Em São Paulo, onde Bolsonaro abriu frente de oposição declarada às medidas de fechamento do comércio decretadas pelo governador João Doria, as autoridades locais têm sofrido para alcançar a taxa de 70% de distanciamento social, considerada fundamental para que os leitos do sistema de saúde sejam suficientes para atender a população ao longo da pandemia. Segundo monitoramento realizado por meio de telefones celulares, o percentual de isolamento no Estado foi de 57% na sexta-feira. Neste sábado, militantes bolsonaristas voltaram a promover carreata no centro da capital em protesto contra os decretos de Doria. “É um desafio que implica em adesão da população. As pessoas precisam compreender que essas medidas são para proteger quem elas mais gostam, sua família e a comunidade”, afirmou o secretário nacional de Vigilância em Saúde, defendendo o protocolo adotado pelo governador paulista.
O representante do Ministério da Saúde ainda salientou a recomendação para o uso de máscaras como forma de proteção individual e mecanismo para achatar a curva de contágio por Covid-19. “Nós incentivamos as pessoas a fabricar suas próprias máscaras. Eu creio que a adesão a essa estratégia tem sido muito positiva. É um novo hábito.” Na visita à obra do hospital em Goiás, Bolsonaro chegou de máscara, assim como o ministro da saúde Luiz Henrique Mandetta e o governador do Estado, Ronaldo Caiado, mas tirou o equipamento de proteção ao caminhar em direção a apoiadores e saudá-los no local. “[A orientação] vale para todos os brasileiros.
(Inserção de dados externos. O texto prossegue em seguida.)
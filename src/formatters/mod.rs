// ABOUTME: Human-readable text rendering for WHOOP cycle, recovery, sleep, and workout records
// ABOUTME: Pure functions over raw JSON with a dispatcher for list and single-record envelopes
//
// SPDX-License-Identifier: MIT OR Apache-2.0
// Copyright (c) 2025 Pierre Fitness Intelligence

//! Record Formatting
//!
//! Each record kind renders as a header line followed by indented metric
//! lines. Metric lines appear only for scored records, and each one only when
//! its value is present. Output strings are a compatibility surface: label
//! text, units, field order, and numeric precision are fixed.
//!
//! ```text
//! Workout: Running
//!   Time: 2024-01-01T07:00:00.000Z
//!   Strain: 12.5
//!   Distance: 1.50 km
//! ```

use std::fmt::Display;

use serde::Serialize;
use serde_json::{Number, Value};

use crate::constants::formatting;
use crate::errors::AppResult;
use crate::models::{Cycle, Record, Recovery, ResponseEnvelope, Sleep, Workout};

const MILLIS_PER_MINUTE: f64 = 60_000.0;
const METERS_PER_KILOMETER: f64 = 1_000.0;

/// Ordered output lines for one record
struct RecordLines(Vec<String>);

impl RecordLines {
    fn header(line: String) -> Self {
        Self(vec![line])
    }

    fn push(&mut self, line: String) {
        self.0.push(line);
    }

    /// `  {label}: {value}{unit}` when the value is present
    fn metric(&mut self, label: &str, value: Option<impl Display>, unit: &str) {
        if let Some(value) = value {
            self.0.push(format!("  {label}: {value}{unit}"));
        }
    }

    fn finish(self) -> String {
        self.0.join("\n")
    }
}

/// Value as sent by the API
fn raw(value: Option<&Number>) -> Option<String> {
    value.map(ToString::to_string)
}

/// `value / divisor` with a fixed number of decimals
fn scaled(value: Option<&Number>, divisor: f64, decimals: usize) -> Option<String> {
    value
        .and_then(Number::as_f64)
        .map(|v| format!("{:.decimals$}", v / divisor))
}

fn minutes(millis: Option<&Number>) -> Option<String> {
    scaled(millis, MILLIS_PER_MINUTE, 0)
}

/// Format a workout record
#[must_use]
pub fn format_workout(workout: &Workout) -> String {
    let sport = workout.sport_name.clone().unwrap_or_else(|| {
        let id = workout
            .sport_id
            .as_ref()
            .map_or_else(|| "Unknown".to_owned(), ToString::to_string);
        format!("Sport ID {id}")
    });

    let mut lines = RecordLines::header(format!("Workout: {sport}"));
    if let Some(start) = workout.start.as_deref().filter(|s| !s.is_empty()) {
        lines.push(format!("  Time: {start}"));
    }

    if let Some(score) = workout.scored() {
        lines.metric("Strain", raw(score.strain.as_ref()), "");
        lines.metric("Avg Heart Rate", raw(score.average_heart_rate.as_ref()), " bpm");
        lines.metric("Max Heart Rate", raw(score.max_heart_rate.as_ref()), " bpm");
        lines.metric("Energy", raw(score.kilojoule.as_ref()), " kJ");
        lines.metric(
            "Distance",
            scaled(score.distance_meter.as_ref(), METERS_PER_KILOMETER, 2),
            " km",
        );
        lines.metric("Altitude Gain", raw(score.altitude_gain_meter.as_ref()), " m");
        lines.metric(
            "Altitude Change",
            raw(score.altitude_change_meter.as_ref()),
            " m",
        );
    }

    lines.finish()
}

/// Format a sleep or nap record
#[must_use]
pub fn format_sleep(sleep: &Sleep) -> String {
    let label = if sleep.is_nap() { "Nap" } else { "Sleep" };
    let mut lines = RecordLines::header(format!(
        "{label}: {} to {}",
        sleep.start.as_deref().unwrap_or_default(),
        sleep.end.as_deref().unwrap_or_default()
    ));

    if let Some(score) = sleep.scored() {
        lines.metric(
            "Performance",
            raw(score.sleep_performance_percentage.as_ref()),
            "%",
        );
        lines.metric(
            "Efficiency",
            raw(score.sleep_efficiency_percentage.as_ref()),
            "%",
        );
        lines.metric(
            "Respiratory Rate",
            raw(score.respiratory_rate.as_ref()),
            " breaths/min",
        );

        if let Some(stages) = &score.stage_summary {
            lines.metric(
                "Total Time in Bed",
                minutes(stages.total_in_bed_time_milli.as_ref()),
                " minutes",
            );
            lines.metric(
                "Awake Time",
                minutes(stages.total_awake_time_milli.as_ref()),
                " minutes",
            );
            lines.metric(
                "Light Sleep",
                minutes(stages.total_light_sleep_time_milli.as_ref()),
                " minutes",
            );
            lines.metric(
                "Deep Sleep",
                minutes(stages.total_slow_wave_sleep_time_milli.as_ref()),
                " minutes",
            );
            lines.metric(
                "REM Sleep",
                minutes(stages.total_rem_sleep_time_milli.as_ref()),
                " minutes",
            );
        }
    }

    lines.finish()
}

/// Format a recovery record
#[must_use]
pub fn format_recovery(recovery: &Recovery) -> String {
    let mut lines = RecordLines::header(format!(
        "Recovery: {}",
        recovery.created_at.as_deref().unwrap_or_default()
    ));

    if let Some(score) = recovery.scored() {
        lines.metric("Recovery Score", raw(score.recovery_score.as_ref()), "%");
        lines.metric(
            "Resting Heart Rate",
            raw(score.resting_heart_rate.as_ref()),
            " bpm",
        );
        lines.metric("HRV", scaled(score.hrv_rmssd_milli.as_ref(), 1.0, 1), " ms");
        lines.metric("SpO2", raw(score.spo2_percentage.as_ref()), "%");
        lines.metric(
            "Skin Temperature",
            scaled(score.skin_temp_celsius.as_ref(), 1.0, 1),
            "°C",
        );
    }

    lines.finish()
}

/// Format a physiological cycle record
#[must_use]
pub fn format_cycle(cycle: &Cycle) -> String {
    let mut lines = RecordLines::header(format!(
        "Cycle: {} to {}",
        cycle.start.as_deref().unwrap_or_default(),
        cycle
            .end
            .as_deref()
            .unwrap_or(formatting::CYCLE_IN_PROGRESS)
    ));

    if let Some(score) = cycle.scored() {
        lines.metric("Strain", raw(score.strain.as_ref()), "");
        lines.metric("Energy", raw(score.kilojoule.as_ref()), " kJ");
        lines.metric("Avg Heart Rate", raw(score.average_heart_rate.as_ref()), " bpm");
        lines.metric("Max Heart Rate", raw(score.max_heart_rate.as_ref()), " bpm");
    }

    lines.finish()
}

/// Format an API response body with a per-record formatter.
///
/// A body with a `records` key is a list: empty (or null) renders as
/// `No records found.`, otherwise records are joined by a blank line and a
/// pagination notice is appended when a `next_token` key is present. Any
/// other body is formatted as a single record.
#[must_use]
pub fn format_response<R: Record>(data: &Value, formatter: fn(&R) -> String) -> String {
    match ResponseEnvelope::classify(data) {
        ResponseEnvelope::List { records: [], .. } => formatting::NO_RECORDS.to_owned(),
        ResponseEnvelope::List { records, has_more } => {
            let mut output = records
                .iter()
                .map(|record| formatter(&R::from_json(record)))
                .collect::<Vec<_>>()
                .join(formatting::RECORD_SEPARATOR);

            if has_more {
                output.push_str(formatting::RECORD_SEPARATOR);
                output.push_str(formatting::MORE_RECORDS_NOTICE);
            }
            output
        }
        ResponseEnvelope::Single(record) => formatter(&R::from_json(record)),
    }
}

/// Pretty-printed JSON, used for profile and body measurement output
///
/// # Errors
///
/// Returns a serialization error if `data` cannot be rendered as JSON
pub fn format_json<T: Serialize + ?Sized>(data: &T) -> AppResult<String> {
    Ok(serde_json::to_string_pretty(data)?)
}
Posso recomendar, mas não posso viver a vida das pessoas”, criticou Mandetta, que tem balançado no cargo por desagradar Bolsonaro.
Ex-aliado e hoje desafeto político, Caiado também lamentou as atitudes do presidente após o evento. “Não foi uma posição minha. Ele é quem deve explicar essa situação”, disse Caiado a jornalistas. Nas redes sociais, entretanto, o governador goiano agradeceu “o carinho recebido” pelo presidente. A construção do hospital de campanha em Goiás, que contará com 200 leitos de baixa complexidade, é obra do Governo federal.
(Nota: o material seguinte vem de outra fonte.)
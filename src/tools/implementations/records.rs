// ABOUTME: Cycle, recovery, sleep, and workout tools over recent windows and explicit date ranges.
// ABOUTME: Validates arguments, queries the WHOOP client, and formats records as readable text.
//
// SPDX-License-Identifier: MIT OR Apache-2.0
// Copyright (c) 2025 Pierre Fitness Intelligence

//! # Record Tools
//!
//! Two tool shapes, each instantiated for every [`RecordKind`]:
//! - [`RecentRecordsTool`] - `get_recent_{kind}` over the last `days` days
//! - [`DateRangeTool`] - `get_{kind}_for_date_range` with explicit bounds,
//!   a page size, and a pagination cursor

use std::collections::HashMap;

use async_trait::async_trait;
use chrono::{DateTime, TimeDelta, Utc};
use serde_json::Value;
use tracing::debug;

use crate::constants::{limits, time_format};
use crate::errors::{AppError, AppResult};
use crate::formatters::{format_cycle, format_recovery, format_response, format_sleep, format_workout};
use crate::mcp::schema::{JsonSchema, PropertySchema};
use crate::providers::{DataQuery, ProviderResult, WhoopClient};
use crate::tools::context::ToolExecutionContext;
use crate::tools::result::ToolResult;
use crate::tools::traits::{McpTool, ToolCapabilities};

/// WHOOP collection served by a record tool
#[derive(Debug, Clone, Copy, PartialEq, Eq)]
pub enum RecordKind {
    /// Physiological cycles
    Cycles,
    /// Recovery scores
    Recovery,
    /// Sleep activities
    Sleep,
    /// Workout activities
    Workouts,
}

impl RecordKind {
    /// Every kind, in registration order
    pub const ALL: [Self; 4] = [Self::Cycles, Self::Recovery, Self::Sleep, Self::Workouts];

    /// Noun used in tool names and descriptions
    #[must_use]
    pub const fn label(self) -> &'static str {
        match self {
            Self::Cycles => "cycles",
            Self::Recovery => "recovery",
            Self::Sleep => "sleep",
            Self::Workouts => "workouts",
        }
    }

    const fn capabilities(self) -> ToolCapabilities {
        let domain = match self {
            Self::Cycles | Self::Workouts => ToolCapabilities::TRAINING,
            Self::Recovery | Self::Sleep => ToolCapabilities::SLEEP_RECOVERY,
        };
        ToolCapabilities::REQUIRES_PROVIDER
            .union(ToolCapabilities::READS_DATA)
            .union(domain)
    }

    async fn fetch(self, client: &WhoopClient, query: &DataQuery) -> ProviderResult<Value> {
        match self {
            Self::Cycles => client.get_cycles(query).await,
            Self::Recovery => client.get_recovery(query).await,
            Self::Sleep => client.get_sleep(query).await,
            Self::Workouts => client.get_workouts(query).await,
        }
    }

    fn format(self, data: &Value) -> String {
        match self {
            Self::Cycles => format_response(data, format_cycle),
            Self::Recovery => format_response(data, format_recovery),
            Self::Sleep => format_response(data, format_sleep),
            Self::Workouts => format_response(data, format_workout),
        }
    }
}

// ============================================================================
// Argument helpers
// ============================================================================

fn optional_integer(args: &Value, field: &str) -> AppResult<Option<i64>> {
    match args.get(field) {
        None | Some(Value::Null) => Ok(None),
        Some(value) => value
            .as_i64()
            .map(Some)
            .ok_or_else(|| AppError::invalid_input(format!("'{field}' must be an integer"))),
    }
}

fn optional_string(args: &Value, field: &str) -> AppResult<Option<String>> {
    match args.get(field) {
        None | Some(Value::Null) => Ok(None),
        Some(Value::String(s)) if s.is_empty() => Ok(None),
        Some(Value::String(s)) => Ok(Some(s.clone())),
        Some(_) => Err(AppError::invalid_input(format!(
            "'{field}' must be a string"
        ))),
    }
}

/// Look-back window in days, default 7
///
/// # Errors
///
/// Returns an invalid-input error if `days` is not an integer of at least 1
pub fn parse_days(args: &Value) -> AppResult<i64> {
    let days = optional_integer(args, "days")?.unwrap_or(limits::DEFAULT_LOOKBACK_DAYS);
    if days < 1 {
        return Err(AppError::invalid_input(format!(
            "'days' must be at least 1, got {days}"
        )));
    }
    Ok(days)
}

/// Page size, default 25, clamped to the API maximum of 50
///
/// # Errors
///
/// Returns an invalid-input error if `limit` is not an integer of at least 1
pub fn clamp_limit(args: &Value) -> AppResult<u32> {
    let Some(limit) = optional_integer(args, "limit")? else {
        return Ok(limits::DEFAULT_RECORD_LIMIT);
    };
    if limit < 1 {
        return Err(AppError::invalid_input(format!(
            "'limit' must be at least 1, got {limit}"
        )));
    }
    Ok(u32::try_from(limit).map_or(limits::MAX_RECORD_LIMIT, |l| {
        l.min(limits::MAX_RECORD_LIMIT)
    }))
}

/// A required ISO-8601 timestamp, returned verbatim once it parses
fn required_timestamp(args: &Value, field: &str) -> AppResult<String> {
    let raw = optional_string(args, field)?.ok_or_else(|| AppError::missing_field(field))?;
    DateTime::parse_from_rfc3339(&raw).map_err(|e| {
        AppError::invalid_input(format!(
            "'{field}' must be an ISO-8601 timestamp such as 2024-01-01T00:00:00.000Z: {e}"
        ))
    })?;
    Ok(raw)
}

/// `[now - days, now]` rendered as `YYYY-MM-DDTHH:MM:SS.mmmZ`
///
/// # Errors
///
/// Returns an invalid-input error if the window reaches outside the
/// representable date range
pub fn recent_window(now: DateTime<Utc>, days: i64) -> AppResult<(String, String)> {
    let start = TimeDelta::try_days(days)
        .and_then(|span| now.checked_sub_signed(span))
        .ok_or_else(|| AppError::invalid_input(format!("'days' is too large: {days}")))?;

    Ok((
        start.format(time_format::ISO_8601_MILLIS).to_string(),
        now.format(time_format::ISO_8601_MILLIS).to_string(),
    ))
}

// ============================================================================
// RecentRecordsTool
// ============================================================================

/// `get_recent_{kind}`: records from the last N days.
pub struct RecentRecordsTool {
    kind: RecordKind,
}

impl RecentRecordsTool {
    /// Tool for one record kind
    #[must_use]
    pub const fn new(kind: RecordKind) -> Self {
        Self { kind }
    }
}

#[async_trait]
impl McpTool for RecentRecordsTool {
    fn name(&self) -> &'static str {
        match self.kind {
            RecordKind::Cycles => "get_recent_cycles",
            RecordKind::Recovery => "get_recent_recovery",
            RecordKind::Sleep => "get_recent_sleep",
            RecordKind::Workouts => "get_recent_workouts",
        }
    }

    fn description(&self) -> &'static str {
        match self.kind {
            RecordKind::Cycles => {
                "Get physiological cycles (day strain, energy, heart rate) from the last N days"
            }
            RecordKind::Recovery => {
                "Get recovery scores (recovery %, resting heart rate, HRV, SpO2, skin temperature) from the last N days"
            }
            RecordKind::Sleep => {
                "Get sleep and nap records (performance, efficiency, sleep stages) from the last N days"
            }
            RecordKind::Workouts => {
                "Get workouts (sport, strain, heart rate, energy, distance) from the last N days"
            }
        }
    }

    fn input_schema(&self) -> JsonSchema {
        let mut properties = HashMap::new();
        properties.insert(
            "days".to_owned(),
            PropertySchema::new("integer", "Number of days to look back (default 7)"),
        );
        JsonSchema {
            schema_type: "object".to_owned(),
            properties: Some(properties),
            required: None,
        }
    }

    fn capabilities(&self) -> ToolCapabilities {
        self.kind.capabilities()
    }

    async fn execute(&self, args: Value, ctx: &ToolExecutionContext) -> AppResult<ToolResult> {
        let days = parse_days(&args)?;
        let (start, end) = recent_window(Utc::now(), days)?;
        debug!(kind = self.kind.label(), days, %start, %end, "Fetching recent records");

        let query = DataQuery::default().range(Some(start), Some(end));
        let data = self.kind.fetch(ctx.client(), &query).await?;
        Ok(ToolResult::text(self.kind.format(&data)))
    }
}

// ============================================================================
// DateRangeTool
// ============================================================================

/// `get_{kind}_for_date_range`: records between two timestamps.
pub struct DateRangeTool {
    kind: RecordKind,
}

impl DateRangeTool {
    /// Tool for one record kind
    #[must_use]
    pub const fn new(kind: RecordKind) -> Self {
        Self { kind }
    }
}

#[async_trait]
impl McpTool for DateRangeTool {
    fn name(&self) -> &'static str {
        match self.kind {
            RecordKind::Cycles => "get_cycles_for_date_range",
            RecordKind::Recovery => "get_recovery_for_date_range",
            RecordKind::Sleep => "get_sleep_for_date_range",
            RecordKind::Workouts => "get_workouts_for_date_range",
        }
    }

    fn description(&self) -> &'static str {
        match self.kind {
            RecordKind::Cycles => "Get physiological cycles between two ISO-8601 timestamps",
            RecordKind::Recovery => "Get recovery scores between two ISO-8601 timestamps",
            RecordKind::Sleep => "Get sleep and nap records between two ISO-8601 timestamps",
            RecordKind::Workouts => "Get workouts between two ISO-8601 timestamps",
        }
    }

    fn input_schema(&self) -> JsonSchema {
        let mut properties = HashMap::new();
        properties.insert(
            "start_date".to_owned(),
            PropertySchema::new(
                "string",
                "Start of the range, ISO-8601 (e.g. 2024-01-01T00:00:00.000Z)",
            ),
        );
        properties.insert(
            "end_date".to_owned(),
            PropertySchema::new(
                "string",
                "End of the range, ISO-8601 (e.g. 2024-01-31T23:59:59.999Z)",
            ),
        );
        properties.insert(
            "limit".to_owned(),
            PropertySchema::new(
                "integer",
                "Maximum number of records to return (default 25, max 50)",
            ),
        );
        properties.insert(
            "next_token".to_owned(),
            PropertySchema::new(
                "string",
                "Pagination cursor from a previous response's next_token",
            ),
        );
        JsonSchema {
            schema_type: "object".to_owned(),
            properties: Some(properties),
            required: Some(vec!["start_date".to_owned(), "end_date".to_owned()]),
        }
    }

    fn capabilities(&self) -> ToolCapabilities {
        self.kind.capabilities() | ToolCapabilities::PAGINATED
    }

    async fn execute(&self, args: Value, ctx: &ToolExecutionContext) -> AppResult<ToolResult> {
        let start = required_timestamp(&args, "start_date")?;
        let end = required_timestamp(&args, "end_date")?;
        let limit = clamp_limit(&args)?;
        let next_token = optional_string(&args, "next_token")?;

        let query = DataQuery::with_limit(limit)
            .range(Some(start), Some(end))
            .after(next_token);
        let data = self.kind.fetch(ctx.client(), &query).await?;
        Ok(ToolResult::text(self.kind.format(&data)))
    }
}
Também neste sábado, a ONG internacional Human Rights Watch (HRW) avaliou que o presidente tem sabotado esforços de governadores e do Ministério da Saúde no combate à pandemia no país. “O presidente Jair Bolsonaro está colocando os brasileiros em grave perigo ao incitá-los a não seguir o distanciamento social e outras medidas para conter a transmissão da Covid-19”, manifestou a organização em seu relatório, citando, inclusive, o episódio do último dia 15 de março, quando o presidente participou de manifestação que ajudou a convocar em apoio a seu Governo, já em meio ao avanço do coronavírus pelos Estados brasileiros. “Para evitar mortes com essa pandemia, os líderes devem garantir que as pessoas tenham acesso a informações precisas, baseadas em evidências, e essenciais para proteger sua saúde. O presidente Bolsonaro está fazendo tudo, menos isso”, aponta no documento José Miguel Vivanco, diretor da Divisão das Américas da HRW.